(Saved data entries)
- Opening Delimiter -
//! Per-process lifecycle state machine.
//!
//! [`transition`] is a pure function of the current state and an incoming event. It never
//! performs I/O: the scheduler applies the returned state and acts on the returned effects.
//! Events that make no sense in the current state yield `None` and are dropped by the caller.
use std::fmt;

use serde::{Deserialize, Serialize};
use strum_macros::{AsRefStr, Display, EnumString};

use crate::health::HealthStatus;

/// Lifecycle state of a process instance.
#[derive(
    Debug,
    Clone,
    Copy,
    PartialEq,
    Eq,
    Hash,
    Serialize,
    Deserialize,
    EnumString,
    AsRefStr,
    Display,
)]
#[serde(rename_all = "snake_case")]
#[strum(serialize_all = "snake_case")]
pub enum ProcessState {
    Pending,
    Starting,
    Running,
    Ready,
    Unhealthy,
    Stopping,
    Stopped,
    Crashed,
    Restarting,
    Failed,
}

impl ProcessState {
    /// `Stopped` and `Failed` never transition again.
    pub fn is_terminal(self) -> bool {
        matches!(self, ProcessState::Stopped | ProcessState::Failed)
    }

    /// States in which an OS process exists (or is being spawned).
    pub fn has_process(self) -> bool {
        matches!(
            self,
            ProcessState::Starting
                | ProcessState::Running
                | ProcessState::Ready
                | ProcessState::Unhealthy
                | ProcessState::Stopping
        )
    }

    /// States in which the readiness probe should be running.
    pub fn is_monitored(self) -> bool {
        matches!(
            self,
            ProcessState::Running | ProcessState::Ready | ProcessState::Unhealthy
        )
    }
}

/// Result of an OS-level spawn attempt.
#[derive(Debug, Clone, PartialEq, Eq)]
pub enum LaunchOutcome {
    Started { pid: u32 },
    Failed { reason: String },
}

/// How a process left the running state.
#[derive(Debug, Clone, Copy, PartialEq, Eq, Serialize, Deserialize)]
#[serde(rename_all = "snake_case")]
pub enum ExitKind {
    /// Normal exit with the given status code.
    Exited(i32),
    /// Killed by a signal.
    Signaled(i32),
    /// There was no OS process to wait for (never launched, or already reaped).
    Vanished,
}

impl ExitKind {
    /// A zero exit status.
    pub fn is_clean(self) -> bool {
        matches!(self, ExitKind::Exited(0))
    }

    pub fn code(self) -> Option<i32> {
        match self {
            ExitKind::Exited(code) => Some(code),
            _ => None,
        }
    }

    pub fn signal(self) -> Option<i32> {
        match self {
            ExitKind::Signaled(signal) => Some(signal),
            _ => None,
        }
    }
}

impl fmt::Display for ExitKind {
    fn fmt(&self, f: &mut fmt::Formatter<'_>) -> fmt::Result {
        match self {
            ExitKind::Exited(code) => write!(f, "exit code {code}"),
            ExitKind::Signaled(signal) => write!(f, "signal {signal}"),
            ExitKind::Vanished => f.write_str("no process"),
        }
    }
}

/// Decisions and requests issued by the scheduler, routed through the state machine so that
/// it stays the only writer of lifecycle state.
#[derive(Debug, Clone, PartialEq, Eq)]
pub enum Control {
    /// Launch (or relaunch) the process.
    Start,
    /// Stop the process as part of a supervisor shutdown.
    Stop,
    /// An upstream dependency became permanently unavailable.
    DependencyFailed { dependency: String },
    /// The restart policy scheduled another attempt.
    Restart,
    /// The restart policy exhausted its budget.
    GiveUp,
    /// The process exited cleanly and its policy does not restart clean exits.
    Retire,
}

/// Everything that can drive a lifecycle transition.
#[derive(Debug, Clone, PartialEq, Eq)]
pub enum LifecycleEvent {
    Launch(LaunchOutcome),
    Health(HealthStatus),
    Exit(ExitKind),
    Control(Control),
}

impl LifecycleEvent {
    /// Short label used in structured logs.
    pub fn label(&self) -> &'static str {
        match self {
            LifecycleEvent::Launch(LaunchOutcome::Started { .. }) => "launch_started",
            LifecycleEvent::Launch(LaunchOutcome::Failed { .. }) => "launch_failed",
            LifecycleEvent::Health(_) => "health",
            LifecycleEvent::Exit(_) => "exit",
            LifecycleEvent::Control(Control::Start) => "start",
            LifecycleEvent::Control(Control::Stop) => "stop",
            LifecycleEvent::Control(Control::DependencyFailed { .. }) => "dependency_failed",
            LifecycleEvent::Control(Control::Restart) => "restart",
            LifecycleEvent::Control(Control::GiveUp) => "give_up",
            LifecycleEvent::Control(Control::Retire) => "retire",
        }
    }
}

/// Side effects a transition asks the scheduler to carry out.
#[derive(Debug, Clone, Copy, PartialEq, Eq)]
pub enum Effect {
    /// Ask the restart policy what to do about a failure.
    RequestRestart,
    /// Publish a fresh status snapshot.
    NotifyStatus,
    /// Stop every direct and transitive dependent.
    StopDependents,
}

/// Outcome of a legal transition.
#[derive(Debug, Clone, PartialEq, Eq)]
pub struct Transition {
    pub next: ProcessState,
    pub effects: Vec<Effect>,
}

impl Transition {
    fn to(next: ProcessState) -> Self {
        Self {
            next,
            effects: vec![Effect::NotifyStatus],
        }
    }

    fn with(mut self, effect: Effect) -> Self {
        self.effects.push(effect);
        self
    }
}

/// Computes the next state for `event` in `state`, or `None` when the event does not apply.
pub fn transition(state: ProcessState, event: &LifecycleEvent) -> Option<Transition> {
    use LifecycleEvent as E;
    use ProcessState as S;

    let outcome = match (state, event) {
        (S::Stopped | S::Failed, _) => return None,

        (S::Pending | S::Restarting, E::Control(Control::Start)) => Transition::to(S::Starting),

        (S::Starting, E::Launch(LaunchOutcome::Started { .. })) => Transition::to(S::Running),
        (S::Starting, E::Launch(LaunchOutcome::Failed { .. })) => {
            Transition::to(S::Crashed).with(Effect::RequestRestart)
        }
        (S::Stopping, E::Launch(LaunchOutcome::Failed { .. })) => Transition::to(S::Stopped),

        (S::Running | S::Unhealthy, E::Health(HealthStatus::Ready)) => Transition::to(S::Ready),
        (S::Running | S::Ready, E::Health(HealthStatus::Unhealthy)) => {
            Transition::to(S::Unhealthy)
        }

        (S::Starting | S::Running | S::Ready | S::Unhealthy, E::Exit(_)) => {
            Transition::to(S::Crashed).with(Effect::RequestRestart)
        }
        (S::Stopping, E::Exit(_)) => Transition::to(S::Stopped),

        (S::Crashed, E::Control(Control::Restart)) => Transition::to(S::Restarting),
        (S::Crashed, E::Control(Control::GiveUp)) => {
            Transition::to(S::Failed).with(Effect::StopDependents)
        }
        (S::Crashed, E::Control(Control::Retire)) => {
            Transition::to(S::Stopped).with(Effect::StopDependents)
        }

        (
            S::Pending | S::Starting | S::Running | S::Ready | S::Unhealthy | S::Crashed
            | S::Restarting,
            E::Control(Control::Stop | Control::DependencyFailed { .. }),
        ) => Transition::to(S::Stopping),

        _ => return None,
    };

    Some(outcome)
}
- Closing Delimiter -
Requirement
Without any alteration, repeat each entry shown above.

Response to this task
//! Per-process lifecycle state machine.
//!
//! [`transition`] is a pure function of the current state and an incoming event. It never
//! performs I/O: the scheduler applies the returned state and acts on the returned effects.
//! Events that make no sense in the current state yield `None` and are dropped by the caller.
use std::fmt;

use serde::{Deserialize, Serialize};
use strum_macros::{AsRefStr, Display, EnumString};

use crate::health::HealthStatus;

/// Lifecycle state of a process instance.
#[derive(
    Debug,
    Clone,
    Copy,
    PartialEq,
    Eq,
    Hash,
    Serialize,
    Deserialize,
    EnumString,
    AsRefStr,
    Display,
)]
#[serde(rename_all = "snake_case")]
#[strum(serialize_all = "snake_case")]
pub enum ProcessState {
    Pending,
    Starting,
    Running,
    Ready,
    Unhealthy,
    Stopping,
    Stopped,
    Crashed,
    Restarting,
    Failed,
}

impl ProcessState {
    /// `Stopped` and `Failed` never transition again.
    pub fn is_terminal(self) -> bool {
        matches!(self, ProcessState::Stopped | ProcessState::Failed)
    }

    /// States in which an OS process exists (or is being spawned).
    pub fn has_process(self) -> bool {
        matches!(
            self,
            ProcessState::Starting
                | ProcessState::Running
                | ProcessState::Ready
                | ProcessState::Unhealthy
                | ProcessState::Stopping
        )
    }

    /// States in which the readiness probe should be running.
    pub fn is_monitored(self) -> bool {
        matches!(
            self,
            ProcessState::Running | ProcessState::Ready | ProcessState::Unhealthy
        )
    }
}

/// Result of an OS-level spawn attempt.
#[derive(Debug, Clone, PartialEq, Eq)]
pub enum LaunchOutcome {
    Started { pid: u32 },
    Failed { reason: String },
}

/// How a process left the running state.
#[derive(Debug, Clone, Copy, PartialEq, Eq, Serialize, Deserialize)]
#[serde(rename_all = "snake_case")]
pub enum ExitKind {
    /// Normal exit with the given status code.
    Exited(i32),
    /// Killed by a signal.
    Signaled(i32),
    /// There was no OS process to wait for (never launched, or already reaped).
    Vanished,
}

impl ExitKind {
    /// A zero exit status.
    pub fn is_clean(self) -> bool {
        matches!(self, ExitKind::Exited(0))
    }

    pub fn code(self) -> Option<i32> {
        match self {
            ExitKind::Exited(code) => Some(code),
            _ => None,
        }
    }

    pub fn signal(self) -> Option<i32> {
        match self {
            ExitKind::Signaled(signal) => Some(signal),
            _ => None,
        }
    }
}

impl fmt::Display for ExitKind {
    fn fmt(&self, f: &mut fmt::Formatter<'_>) -> fmt::Result {
        match self {
            ExitKind::Exited(code) => write!(f, "exit code {code}"),
            ExitKind::Signaled(signal) => write!(f, "signal {signal}"),
            ExitKind::Vanished => f.write_str("no process"),
        }
    }
}

/// Decisions and requests issued by the scheduler, routed through the state machine so that
/// it stays the only writer of lifecycle state.
#[derive(Debug, Clone, PartialEq, Eq)]
pub enum Control {
    /// Launch (or relaunch) the process.
    Start,
    /// Stop the process as part of a supervisor shutdown.
    Stop,
    /// An upstream dependency became permanently unavailable.
    DependencyFailed { dependency: String },
    /// The restart policy scheduled another attempt.
    Restart,
    /// The restart policy exhausted its budget.
    GiveUp,
    /// The process exited cleanly and its policy does not restart clean exits.
    Retire,
}

/// Everything that can drive a lifecycle transition.
#[derive(Debug, Clone, PartialEq, Eq)]
pub enum LifecycleEvent {
    Launch(LaunchOutcome),
    Health(HealthStatus),
    Exit(ExitKind),
    Control(Control),
}

impl LifecycleEvent {
    /// Short label used in structured logs.
    pub fn label(&self) -> &'static str {
        match self {
            LifecycleEvent::Launch(LaunchOutcome::Started { .. }) => "launch_started",
            LifecycleEvent::Launch(LaunchOutcome::Failed { .. }) => "launch_failed",
            LifecycleEvent::Health(_) => "health",
            LifecycleEvent::Exit(_) => "exit",
            LifecycleEvent::Control(Control::Start) => "start",
            LifecycleEvent::Control(Control::Stop) => "stop",
            LifecycleEvent::Control(Control::DependencyFailed { .. }) => "dependency_failed",
            LifecycleEvent::Control(Control::Restart) => "restart",
            LifecycleEvent::Control(Control::GiveUp) => "give_up",
            LifecycleEvent::Control(Control::Retire) => "retire",
        }
    }
}

/// Side effects a transition asks the scheduler to carry out.
#[derive(Debug, Clone, Copy, PartialEq, Eq)]
pub enum Effect {
    /// Ask the restart policy what to do about a failure.
    RequestRestart,
    /// Publish a fresh status snapshot.
    NotifyStatus,
    /// Stop every direct and transitive dependent.
    StopDependents,
}

/// Outcome of a legal transition.
#[derive(Debug, Clone, PartialEq, Eq)]
pub struct Transition {
    pub next: ProcessState,
    pub effects: Vec<Effect>,
}

impl Transition {
    fn to(next: ProcessState) -> Self {
        Self {
            next,
            effects: vec![Effect::NotifyStatus],
        }
    }

    fn with(mut self, effect: Effect) -> Self {
        self.effects.push(effect);
        self
    }
}

/// Computes the next state for `event` in `state`, or `None` when the event does not apply.
pub fn transition(state: ProcessState, event: &LifecycleEvent) -> Option<Transition> {
    use LifecycleEvent as E;
    use ProcessState as S;

    let outcome = match (state, event) {
        (S::Stopped | S::Failed, _) => return None,

        (S::Pending | S::Restarting, E::Control(Control::Start)) => Transition::to(S::Starting),

        (S::Starting, E::Launch(LaunchOutcome::Started { .. })) => Transition::to(S::Running),
        (S::Starting, E::Launch(LaunchOutcome::Failed { .. })) => {
            Transition::to(S::Crashed).with(Effect::RequestRestart)
        }
        (S::Stopping, E::Launch(LaunchOutcome::Failed { .. })) => Transition::to(S::Stopped),

        (S::Running | S::Unhealthy, E::Health(HealthStatus::Ready)) => Transition::to(S::Ready),
        (S::Running | S::Ready, E::Health(HealthStatus::Unhealthy)) => {
            Transition::to(S::Unhealthy)
        }

        (S::Starting | S::Running | S::Ready | S::Unhealthy, E::Exit(_)) => {
            Transition::to(S::Crashed).with(Effect::RequestRestart)
        }
        (S::Stopping, E::Exit(_)) => Transition::to(S::Stopped),

        (S::Crashed, E::Control(Control::Restart)) => Transition::to(S::Restarting),
        (S::Crashed, E::Control(Control::GiveUp)) => {
            Transition::to(S::Failed).with(Effect::StopDependents)
        }
        (S::Crashed, E::Control(Control::Retire)) => {
            Transition::to(S::Stopped).with(Effect::StopDependents)
        }

        (
            S::Pending | S::Starting | S::Running | S::Ready | S::Unhealthy | S::Crashed
            | S::Restarting,
            E::Control(Control::Stop | Control::DependencyFailed { .. }),
        ) => Transition::to(S::Stopping),

        _ => return None,
    };

    Some(outcome)
}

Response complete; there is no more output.